Elle a également mis en avant l'absence de circonstances particulières qui rendraient nécessaire une telle surveillance à grande échelle, rappelant que la préfecture n'apportait aucune donnée «portant sur une période suffisamment significative de nature à démontrer une hausse réelle des flux migratoires dans le Bas-Rhin».

100 km2 potentiellement surveillés

«On nous dit que c'est pour surveiller les frontières, mais on ne surveille pas une frontière quand on se trouve à plus de 20 km», avait souligné à l'audience lundi matin David Poinsignon, avocat de l'Association de défense des libertés constitutionnelles, du Syndicat de la magistrature (SM) et du Syndicat des avocats de France (SAF),pour réclamer la suspension de l'arrêté.

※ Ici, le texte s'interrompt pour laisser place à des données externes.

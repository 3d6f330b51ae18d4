//! Change-sets and the apply-patch wire shapes.

use serde::{Deserialize, Serialize};

use super::diff::PropertyDiff;
use super::live_tree::LiveTree;

/// One attribute rewrite inside a [`ChangeSet`].
#[derive(Debug, Clone, PartialEq, Eq, Serialize, Deserialize)]
#[serde(rename_all = "camelCase")]
pub struct AttributeChange {
    pub source_file: String,
    pub attribute: String,
    pub new_value: String,
    pub old_value: String,
}

/// Набор изменений атрибутов, сгруппированный по источнику
///
/// Immutable once built.
#[derive(Debug, Clone, PartialEq, Eq, Default, Serialize, Deserialize)]
pub struct ChangeSet {
    changes: Vec<AttributeChange>,
}

impl ChangeSet {
    /// Change-set for the edits of one component.
    pub fn from_diff(source_file: &str, diff: &[PropertyDiff]) -> Self {
        Self {
            changes: diff
                .iter()
                .map(|d| AttributeChange {
                    source_file: source_file.to_string(),
                    attribute: d.key.clone(),
                    new_value: d.new.clone(),
                    old_value: d.old.clone(),
                })
                .collect(),
        }
    }

    /// Groups `changes` by source, keeping first-seen source order and the
    /// relative order of changes within each source.
    pub fn from_changes(changes: Vec<AttributeChange>) -> Self {
        let mut order: Vec<String> = Vec::new();
        for change in &changes {
            if !order.contains(&change.source_file) {
                order.push(change.source_file.clone());
            }
        }
        let mut grouped = Vec::with_capacity(changes.len());
        for source in &order {
            grouped.extend(changes.iter().filter(|c| &c.source_file == source).cloned());
        }
        Self { changes: grouped }
    }

    pub fn changes(&self) -> &[AttributeChange] {
        &self.changes
    }

    pub fn is_empty(&self) -> bool {
        self.changes.is_empty()
    }

    pub fn len(&self) -> usize {
        self.changes.len()
    }

    /// Distinct sources in group order.
    pub fn source_files(&self) -> Vec<&str> {
        let mut sources: Vec<&str> = Vec::new();
        for change in &self.changes {
            if !sources.contains(&change.source_file.as_str()) {
                sources.push(&change.source_file);
            }
        }
        sources
    }

    /// Same changes with new and old values swapped.
    pub fn inverse(&self) -> Self {
        Self {
            changes: self
                .changes
                .iter()
                .map(|c| AttributeChange {
                    source_file: c.source_file.clone(),
                    attribute: c.attribute.clone(),
                    new_value: c.old_value.clone(),
                    old_value: c.new_value.clone(),
                })
                .collect(),
        }
    }

    pub fn to_patches(&self) -> Vec<SourcePatch> {
        self.source_files()
            .into_iter()
            .map(|source| SourcePatch {
                source_file: source.to_string(),
                changes: self
                    .changes
                    .iter()
                    .filter(|c| c.source_file == source)
                    .map(|c| PatchChange {
                        kind: PatchChangeKind::Replace,
                        attribute: c.attribute.clone(),
                        value: c.new_value.clone(),
                        old_value: c.old_value.clone(),
                    })
                    .collect(),
            })
            .collect()
    }

    pub fn to_request(&self) -> ApplyPatchRequest {
        ApplyPatchRequest {
            patches: self.to_patches(),
        }
    }
}

/// Writes `change_set` into `target`, the element it was built from. Empty
/// values remove the attribute. Returns the number of attribute writes, zero
/// when the element is no longer on the page.
///
/// Source hints only group the wire payload: synthesized hints are not unique,
/// so the tree is never addressed by them.
///
/// Commit, undo and redo all mutate the live tree through this function only.
pub fn apply_change_set<T: LiveTree>(tree: &T, target: &T::Node, change_set: &ChangeSet) -> usize {
    if !tree.is_connected(target) {
        return 0;
    }
    for change in change_set.changes() {
        if change.new_value.is_empty() {
            tree.remove_attribute(target, &change.attribute);
        } else {
            tree.set_attribute(target, &change.attribute, &change.new_value);
        }
    }
    change_set.len()
}

// ── Wire shapes ──────────────────────────────────────────────────────────────

#[derive(Debug, Clone, Copy, PartialEq, Eq, Serialize, Deserialize)]
#[serde(rename_all = "lowercase")]
pub enum PatchChangeKind {
    Replace,
}

#[derive(Debug, Clone, PartialEq, Eq, Serialize, Deserialize)]
#[serde(rename_all = "camelCase")]
pub struct PatchChange {
    #[serde(rename = "type")]
    pub kind: PatchChangeKind,
    pub attribute: String,
    pub value: String,
    pub old_value: String,
}

/// All changes for one source file.
#[derive(Debug, Clone, PartialEq, Eq, Serialize, Deserialize)]
#[serde(rename_all = "camelCase")]
pub struct SourcePatch {
    pub source_file: String,
    pub changes: Vec<PatchChange>,
}

/// POST /api/visual-editor/apply-patch
#[derive(Debug, Clone, PartialEq, Eq, Serialize, Deserialize)]
pub struct ApplyPatchRequest {
    pub patches: Vec<SourcePatch>,
}

#[derive(Debug, Clone, PartialEq, Eq, Serialize, Deserialize)]
pub struct ApplyPatchResponse {
    pub success: bool,
    #[serde(default, skip_serializing_if = "Option::is_none")]
    pub message: Option<String>,
    #[serde(default)]
    pub applied: usize,
}
//! Push device registration handlers.
//!
//! - POST   /api/v1/devices - Register or refresh a token for the caller
//! - DELETE /api/v1/devices - Remove a token

use std::time::Instant;

use axum::Json;
use axum::extract::State;
use serde::{Deserialize, Serialize};
use uuid::Uuid;

use haggle_types::device::{Device, DeviceType};

use crate::http::error::AppError;
use crate::http::extractors::caller::CallerId;
use crate::http::response::ApiResponse;
use crate::state::AppState;

#[derive(Debug, Deserialize)]
pub struct RegisterDeviceBody {
    pub token: String,
    pub device_type: DeviceType,
}

#[derive(Debug, Deserialize)]
pub struct UnregisterDeviceBody {
    pub token: String,
}

#[derive(Debug, Serialize)]
pub struct Removed {
    pub removed: bool,
}

pub async fn register_device(
    State(state): State<AppState>,
    CallerId(caller): CallerId,
    Json(body): Json<RegisterDeviceBody>,
) -> Result<Json<ApiResponse<Device>>, AppError> {
    let start = Instant::now();
    let request_id = Uuid::now_v7().to_string();

    let device = state
        .chat_service
        .register_device(caller, &body.token, body.device_type)
        .await?;

    let elapsed = start.elapsed().as_millis() as u64;
    Ok(Json(ApiResponse::success(device, request_id, elapsed)))
}

pub async fn unregister_device(
    State(state): State<AppState>,
    CallerId(caller): CallerId,
    Json(body): Json<UnregisterDeviceBody>,
) -> Result<Json<ApiResponse<Removed>>, AppError> {
    let start = Instant::now();
    let request_id = Uuid::now_v7().to_string();

    let removed = state
        .chat_service
        .unregister_device(&caller, &body.token)
        .await?;

    let elapsed = start.elapsed().as_millis() as u64;
    Ok(Json(ApiResponse::success(Removed { removed }, request_id, elapsed)))
}
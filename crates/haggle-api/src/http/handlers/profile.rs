//! PUT /api/v1/profile - Cache the caller's display fields for conversation lists.

use std::time::Instant;

use axum::Json;
use axum::extract::State;
use serde::Deserialize;
use uuid::Uuid;

use haggle_types::profile::UserProfile;

use crate::http::error::AppError;
use crate::http::extractors::caller::CallerId;
use crate::http::response::ApiResponse;
use crate::state::AppState;

#[derive(Debug, Deserialize)]
pub struct ProfileBody {
    pub display_name: String,
    #[serde(default)]
    pub avatar_url: Option<String>,
}

pub async fn upsert_profile(
    State(state): State<AppState>,
    CallerId(caller): CallerId,
    Json(body): Json<ProfileBody>,
) -> Result<Json<ApiResponse<UserProfile>>, AppError> {
    let start = Instant::now();
    let request_id = Uuid::now_v7().to_string();

    let profile = state
        .chat_service
        .upsert_profile(caller, &body.display_name, body.avatar_url)
        .await?;

    let elapsed = start.elapsed().as_millis() as u64;
    Ok(Json(ApiResponse::success(profile, request_id, elapsed)))
}
//! REST handlers, one module per resource.

pub mod conversation;
pub mod device;
pub mod message;
pub mod profile;

use uuid::Uuid;

use crate::http::error::AppError;
use crate::state::AppState;

/// Parse a UUID from a path parameter, returning a 400 error on invalid format.
pub(crate) fn parse_uuid(s: &str) -> Result<Uuid, AppError> {
    s.parse::<Uuid>()
        .map_err(|_| AppError::Validation(format!("Invalid UUID: {s}")))
}

/// Resolve a conversation path id the caller participates in.
///
/// Non-participants get the same 404 as a missing conversation.
pub(crate) async fn participant_conversation(
    state: &AppState,
    caller: &Uuid,
    conversation_id: &str,
) -> Result<Uuid, AppError> {
    let id = parse_uuid(conversation_id)?;
    let participants = state.chat_service.participant_ids(&id).await?;
    if !participants.contains(caller) {
        return Err(haggle_types::error::ChatError::NotFound("conversation".to_string()).into());
    }
    Ok(id)
}
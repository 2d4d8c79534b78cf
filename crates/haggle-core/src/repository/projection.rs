//! Conversation list projection trait definition.

use haggle_types::conversation::ConversationSummary;
use haggle_types::error::RepositoryError;
use uuid::Uuid;

/// Read model producing a user's inbox.
pub trait ConversationListProjector: Send + Sync {
    /// Summaries of every conversation `user_id` participates in.
    ///
    /// Each row carries the counterpart, the latest message, and the unread
    /// count for `user_id`. Ordered by `COALESCE(last_message_at, updated_at)`
    /// descending. Must be answered by one read against the store, never by
    /// per-conversation round trips.
    fn list_for_user(
        &self,
        user_id: &Uuid,
        limit: u32,
        offset: u32,
    ) -> impl std::future::Future<Output = Result<Vec<ConversationSummary>, RepositoryError>> + Send;
}
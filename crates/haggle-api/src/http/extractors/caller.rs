//! Caller identity extractor.
//!
//! Authentication happens upstream; the gateway forwards the authenticated
//! user's id in the `X-User-Id` header.

use axum::extract::FromRequestParts;
use axum::http::request::Parts;
use uuid::Uuid;

use crate::http::error::AppError;

pub const USER_ID_HEADER: &str = "x-user-id";

/// The authenticated user making the request.
#[derive(Debug, Clone, Copy, PartialEq, Eq)]
pub struct CallerId(pub Uuid);

impl<S: Send + Sync> FromRequestParts<S> for CallerId {
    type Rejection = AppError;

    async fn from_request_parts(parts: &mut Parts, _state: &S) -> Result<Self, Self::Rejection> {
        caller_from_parts(parts)
    }
}

fn caller_from_parts(parts: &Parts) -> Result<CallerId, AppError> {
    let value = parts
        .headers
        .get(USER_ID_HEADER)
        .ok_or_else(|| AppError::Unauthorized("Missing X-User-Id header".to_string()))?;

    let raw = value
        .to_str()
        .map_err(|_| AppError::Unauthorized("Invalid X-User-Id header encoding".to_string()))?;

    raw.trim()
        .parse::<Uuid>()
        .map(CallerId)
        .map_err(|_| AppError::Unauthorized(format!("Invalid X-User-Id: '{raw}'")))
}
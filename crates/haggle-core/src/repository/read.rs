//! Read-receipt tracker trait definition.

use haggle_types::error::RepositoryError;
use uuid::Uuid;

/// Storage port for read state.
pub trait ReadTracker: Send + Sync {
    /// Mark everything up to and including the cutoff message as read for `user_id`.
    ///
    /// In one transaction:
    /// - flips `is_read` on every message in the conversation whose sender is
    ///   not `user_id` and whose `created_at` is at or before the cutoff's;
    /// - moves the participant's `last_read_message_id` to the cutoff, unless
    ///   the stored pointer is already newer (the pointer never moves back).
    ///
    /// Messages are never flipped back to unread. Returns `NotFound` when the
    /// cutoff message is not in the conversation or `user_id` is not a
    /// participant; nothing is written in that case.
    fn mark_read(
        &self,
        user_id: &Uuid,
        conversation_id: &Uuid,
        cutoff_message_id: &Uuid,
    ) -> impl std::future::Future<Output = Result<(), RepositoryError>> + Send;

    /// Count messages from other participants that are still unread.
    fn unread_count(
        &self,
        user_id: &Uuid,
        conversation_id: &Uuid,
    ) -> impl std::future::Future<Output = Result<u32, RepositoryError>> + Send;
}
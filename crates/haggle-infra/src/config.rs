//! Configuration loader for Haggle.
//!
//! Reads `config.toml` from the data directory (`~/.haggle/` in production)
//! and deserializes it into [`HaggleConfig`]. Falls back to defaults when the
//! file is missing or malformed.

use std::path::{Path, PathBuf};

use haggle_types::config::HaggleConfig;

/// Environment variable overriding the data directory.
pub const DATA_DIR_ENV: &str = "HAGGLE_DATA_DIR";

/// Resolve the data directory.
///
/// Checks `HAGGLE_DATA_DIR`, then `~/.haggle`, then `.haggle` in the current
/// directory.
pub fn resolve_data_dir() -> PathBuf {
    if let Ok(dir) = std::env::var(DATA_DIR_ENV) {
        if !dir.trim().is_empty() {
            return PathBuf::from(dir);
        }
    }

    if let Some(home) = dirs::home_dir() {
        return home.join(".haggle");
    }

    PathBuf::from(".haggle")
}

/// Load configuration from `{data_dir}/config.toml`.
///
/// - Missing file: returns [`HaggleConfig::default()`].
/// - Unreadable or unparsable file: logs a warning and returns the default.
pub async fn load_config(data_dir: &Path) -> HaggleConfig {
    let config_path = data_dir.join("config.toml");

    let content = match tokio::fs::read_to_string(&config_path).await {
        Ok(content) => content,
        Err(err) if err.kind() == std::io::ErrorKind::NotFound => {
            tracing::debug!("No config.toml found at {}, using defaults", config_path.display());
            return HaggleConfig::default();
        }
        Err(err) => {
            tracing::warn!("Failed to read {}: {err}, using defaults", config_path.display());
            return HaggleConfig::default();
        }
    };

    match toml::from_str::<HaggleConfig>(&content) {
        Ok(config) => config,
        Err(err) => {
            tracing::warn!(
                "Failed to parse {}: {err}, using defaults",
                config_path.display()
            );
            HaggleConfig::default()
        }
    }
}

Il avait rappelé qu'outre les routes, la mesure autorisait la surveillance des «abords» de villes et villages entiers, sur une surface potentiellement supérieure à «100 kilomètres carrés».

Le texte de l'arrêté affirmait au contraire que le recours à des drones était rendu nécessaire parce qu'il serait «matériellement impossible de prévenir le franchissement irrégulier de la frontière (...) sans disposer d'une vision aérienne dynamique permettant une visualisation grand angle».

Un argumentaire «très léger, alors que les implications en termes de droits et libertés sont vertigineuses», s'était indigné Me Poinsignon. «On met des moyens militaires pour de la surveillance civile, c'est particulièrement grave».

Sollicitée après la décision du tribunal administratif, la préfecture du Bas-Rhin n'a pas donné suite dans l'immédiat.